We Wrocławiu w szpitalu zaopiekowała się bezdomnym bezinteresownie Małgorzata Bartyńska – Nowak, która odwiedzała chorą mamę. – To mądry wrażliwy człowiek, interesujaco się z nim rozmawia. Ma maturę. Moja przyjaźń z nim zaczęła się, kiedy pielęgniarka zapytała mnie: „To pani z TAKIM BYDŁEM rozmawia?” „Ja jestem takie samo bydło”, odpowiedziałam jej – opowiada nam pani Małgorzata.
Ponieważ Brunon Bigaj urodził się, wychował w Wałbrzychu, tu wraca.
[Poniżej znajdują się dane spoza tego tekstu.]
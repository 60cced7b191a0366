//! `convoca collect` — run a full collection pass.

use crate::config::PipelineConfig;
use crate::pipeline;
use crate::renderer::chromium::ChromiumRenderer;
use crate::renderer::Renderer;
use crate::store::Store;
use anyhow::{Context, Result};
use std::path::{Path, PathBuf};

/// Run the collect command. Returns the process exit code.
pub async fn run(
    config_path: Option<&Path>,
    db_path: &PathBuf,
    start_page: u32,
    json: bool,
    quiet: bool,
) -> Result<i32> {
    // Configuration problems abort here, before any network activity.
    let config = PipelineConfig::load(config_path)?;
    let mut store = Store::open(db_path)?;

    let renderer = ChromiumRenderer::new()
        .await
        .context("failed to start the rendering collaborator")?;

    let stats = pipeline::collect(&renderer, &mut store, &config, start_page).await?;
    renderer.shutdown().await?;

    if json {
        println!("{}", serde_json::to_string_pretty(&stats)?);
    } else if !quiet {
        println!("{}", stats.summary());
        println!("store now holds {} postings", store.count()?);
    }

    Ok(stats.outcome.exit_code())
}
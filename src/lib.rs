// Copyright 2026 Convoca Contributors
// SPDX-License-Identifier: Apache-2.0

//! Convoca library — incremental collection and normalization of SERVIR
//! job postings.
//!
//! This library crate exposes the pipeline modules for integration testing.

pub mod cli;
pub mod config;
pub mod error;
pub mod export;
pub mod fetcher;
pub mod normalize;
pub mod pipeline;
pub mod quality;
pub mod renderer;
pub mod stats;
pub mod store;
pub mod walker;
Jest bezdomny, nie ma zameldowania, dwa lata temu uległ wypadkowi w biedaszybach. Kiedy we wtorek opuścił szpital we Wrocławiu i otrzymał skierowanie do szpitala w Wałbrzychu, pani Małgorzata wsadziła go do pociągu. Nas poprosiła o odebranie mężczyzny na dworcu Wałbrzych Miasto i pomoc w dotarciu do ośrodka dla bezdomnych, a potem do szpitala.
W Domu Integracyjnym dla Bezdomnych przy ul. Pocztowej odmówiono przyjęcia meżczyzny. Raz – nie ma meldunku z Wałbrzycha, w ogóle nie ma dowodu osobistego, dwa - dom jest przepełniony. Na 60 miejsc przyjęto z powodu mrozów 88 osób. Śpią w pralni, w świetlicy i gdzie się da. Bezdomny o kulach, po szpitalu stał i czekał pokornie na swój los.
Na tak zwane słowo honoru przyjęła go do domu dla bezdomnych dyrektor biura Fundacji Tarkowskich przy ul. Internatowej. Na słowo honoru, bo mężczyzna przyjechał bez dokumentów, nie ma żadnego dochodu. Wszystko jest w trakcie załatwiania przez wolontariuszkę Małgoprzatę Bartyńską – Nowak we Wrocławiu.
Dokumenty, jakie są, dotarły już za Brunonem Bigajem. Nie wiadomo, czy zostanie przyjęty w wałbrzyskim szpitalu, lekarz oceni to na miejscu, kiedy dowieziemy chorego. Teraz zwróciliśmy się do Powiatowego Centrum Pomocy Rodzinie w Wałbrzychu o rady i wskazówki, jak możemy człowiekowi pomóc.